*WHAT YOU SHOULD DO:* Please copy each line below that contains the string "super".

*DATASET RECORDS:*
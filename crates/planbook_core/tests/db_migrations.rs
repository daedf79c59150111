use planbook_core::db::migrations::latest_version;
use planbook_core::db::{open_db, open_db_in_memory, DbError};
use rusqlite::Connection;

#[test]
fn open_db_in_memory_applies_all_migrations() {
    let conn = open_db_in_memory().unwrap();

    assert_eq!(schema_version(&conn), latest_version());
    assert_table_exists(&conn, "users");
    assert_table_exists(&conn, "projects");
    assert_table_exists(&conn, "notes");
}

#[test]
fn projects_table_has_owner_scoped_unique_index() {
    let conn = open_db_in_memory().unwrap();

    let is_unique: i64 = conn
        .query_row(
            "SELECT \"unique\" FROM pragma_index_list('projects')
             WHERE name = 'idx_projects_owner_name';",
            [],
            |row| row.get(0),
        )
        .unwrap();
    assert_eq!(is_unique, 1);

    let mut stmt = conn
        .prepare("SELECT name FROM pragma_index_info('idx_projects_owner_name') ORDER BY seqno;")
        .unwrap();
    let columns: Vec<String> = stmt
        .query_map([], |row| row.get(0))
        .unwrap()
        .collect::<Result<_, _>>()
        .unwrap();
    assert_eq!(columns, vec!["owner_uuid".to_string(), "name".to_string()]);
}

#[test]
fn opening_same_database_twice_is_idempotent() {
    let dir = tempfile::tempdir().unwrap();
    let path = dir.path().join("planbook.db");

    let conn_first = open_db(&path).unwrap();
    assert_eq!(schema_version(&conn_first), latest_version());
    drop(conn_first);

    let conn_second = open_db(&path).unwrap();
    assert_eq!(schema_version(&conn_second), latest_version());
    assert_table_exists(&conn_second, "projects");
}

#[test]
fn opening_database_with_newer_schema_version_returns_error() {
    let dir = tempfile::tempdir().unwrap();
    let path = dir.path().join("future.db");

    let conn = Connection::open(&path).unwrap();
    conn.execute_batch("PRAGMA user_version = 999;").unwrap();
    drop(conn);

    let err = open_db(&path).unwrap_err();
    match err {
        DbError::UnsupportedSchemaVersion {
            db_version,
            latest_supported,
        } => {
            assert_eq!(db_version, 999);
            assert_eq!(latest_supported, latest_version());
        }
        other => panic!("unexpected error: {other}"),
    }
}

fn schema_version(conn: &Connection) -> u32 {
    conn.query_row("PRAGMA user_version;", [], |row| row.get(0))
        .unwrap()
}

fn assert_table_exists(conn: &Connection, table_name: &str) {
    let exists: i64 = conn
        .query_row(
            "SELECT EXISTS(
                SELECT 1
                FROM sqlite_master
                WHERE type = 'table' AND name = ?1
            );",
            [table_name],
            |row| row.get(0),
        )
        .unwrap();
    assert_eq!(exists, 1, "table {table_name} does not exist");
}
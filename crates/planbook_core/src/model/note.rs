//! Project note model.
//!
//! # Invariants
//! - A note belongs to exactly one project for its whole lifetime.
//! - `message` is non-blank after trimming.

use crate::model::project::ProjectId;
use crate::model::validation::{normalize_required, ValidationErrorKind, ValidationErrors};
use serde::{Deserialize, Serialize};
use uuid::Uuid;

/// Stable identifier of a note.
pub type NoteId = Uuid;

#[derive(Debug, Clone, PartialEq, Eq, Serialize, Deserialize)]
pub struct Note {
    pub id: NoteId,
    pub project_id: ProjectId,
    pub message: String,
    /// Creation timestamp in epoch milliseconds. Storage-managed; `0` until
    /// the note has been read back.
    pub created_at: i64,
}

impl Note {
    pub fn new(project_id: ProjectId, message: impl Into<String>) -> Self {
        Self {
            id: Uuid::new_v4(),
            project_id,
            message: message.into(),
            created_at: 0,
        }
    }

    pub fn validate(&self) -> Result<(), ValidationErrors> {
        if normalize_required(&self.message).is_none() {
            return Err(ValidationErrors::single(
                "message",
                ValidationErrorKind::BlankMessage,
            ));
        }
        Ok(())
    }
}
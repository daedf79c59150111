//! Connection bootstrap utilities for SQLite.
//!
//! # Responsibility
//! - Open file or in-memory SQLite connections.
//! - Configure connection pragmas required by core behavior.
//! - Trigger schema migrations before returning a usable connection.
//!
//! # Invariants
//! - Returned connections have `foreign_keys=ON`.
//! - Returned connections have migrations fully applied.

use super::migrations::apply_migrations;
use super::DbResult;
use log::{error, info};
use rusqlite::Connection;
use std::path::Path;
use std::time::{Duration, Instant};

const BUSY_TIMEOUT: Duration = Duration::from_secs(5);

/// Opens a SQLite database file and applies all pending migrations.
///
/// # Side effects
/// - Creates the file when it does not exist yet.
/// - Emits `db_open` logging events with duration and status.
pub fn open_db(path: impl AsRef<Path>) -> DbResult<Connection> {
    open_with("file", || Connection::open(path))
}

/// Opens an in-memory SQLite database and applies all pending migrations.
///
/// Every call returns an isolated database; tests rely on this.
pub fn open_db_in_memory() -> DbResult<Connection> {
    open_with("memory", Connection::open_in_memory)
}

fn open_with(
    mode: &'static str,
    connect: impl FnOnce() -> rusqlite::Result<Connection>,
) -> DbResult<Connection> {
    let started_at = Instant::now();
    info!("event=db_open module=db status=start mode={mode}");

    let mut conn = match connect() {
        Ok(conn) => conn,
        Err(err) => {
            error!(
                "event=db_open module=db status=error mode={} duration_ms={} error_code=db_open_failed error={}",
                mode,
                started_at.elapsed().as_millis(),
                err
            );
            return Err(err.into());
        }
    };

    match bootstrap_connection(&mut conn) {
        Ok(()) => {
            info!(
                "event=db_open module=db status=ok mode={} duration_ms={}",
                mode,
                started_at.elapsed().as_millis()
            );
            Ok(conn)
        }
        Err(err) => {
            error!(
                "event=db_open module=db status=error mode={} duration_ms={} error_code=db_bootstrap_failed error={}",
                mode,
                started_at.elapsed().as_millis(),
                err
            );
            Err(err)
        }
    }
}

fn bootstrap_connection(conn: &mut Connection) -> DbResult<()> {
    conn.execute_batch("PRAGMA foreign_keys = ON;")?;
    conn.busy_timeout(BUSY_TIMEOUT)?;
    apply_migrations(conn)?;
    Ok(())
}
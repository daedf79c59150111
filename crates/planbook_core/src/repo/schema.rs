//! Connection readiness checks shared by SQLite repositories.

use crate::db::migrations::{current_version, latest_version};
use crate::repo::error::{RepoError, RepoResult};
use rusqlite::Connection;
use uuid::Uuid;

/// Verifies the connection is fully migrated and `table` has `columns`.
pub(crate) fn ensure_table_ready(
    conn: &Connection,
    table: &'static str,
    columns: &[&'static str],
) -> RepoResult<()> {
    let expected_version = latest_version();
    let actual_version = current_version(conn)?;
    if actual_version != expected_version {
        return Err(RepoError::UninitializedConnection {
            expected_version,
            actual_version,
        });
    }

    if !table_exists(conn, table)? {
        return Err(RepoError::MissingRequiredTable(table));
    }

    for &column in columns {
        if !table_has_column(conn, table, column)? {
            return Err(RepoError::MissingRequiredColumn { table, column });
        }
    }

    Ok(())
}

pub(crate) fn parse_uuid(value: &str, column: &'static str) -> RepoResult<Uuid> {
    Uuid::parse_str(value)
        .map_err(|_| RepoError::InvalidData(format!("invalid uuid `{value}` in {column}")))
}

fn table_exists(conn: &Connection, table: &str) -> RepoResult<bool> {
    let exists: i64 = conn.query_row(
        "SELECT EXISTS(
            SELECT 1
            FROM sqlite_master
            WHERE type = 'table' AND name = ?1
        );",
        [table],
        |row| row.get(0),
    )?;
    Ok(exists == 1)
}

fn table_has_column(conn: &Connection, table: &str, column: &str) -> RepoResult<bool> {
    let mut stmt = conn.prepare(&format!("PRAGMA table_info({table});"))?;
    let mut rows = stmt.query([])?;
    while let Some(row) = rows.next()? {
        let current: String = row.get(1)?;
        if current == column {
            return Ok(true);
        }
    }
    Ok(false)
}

*ANSWER TO THIS TASK:*
use super::migrations::apply_migrations;
use super::DbResult;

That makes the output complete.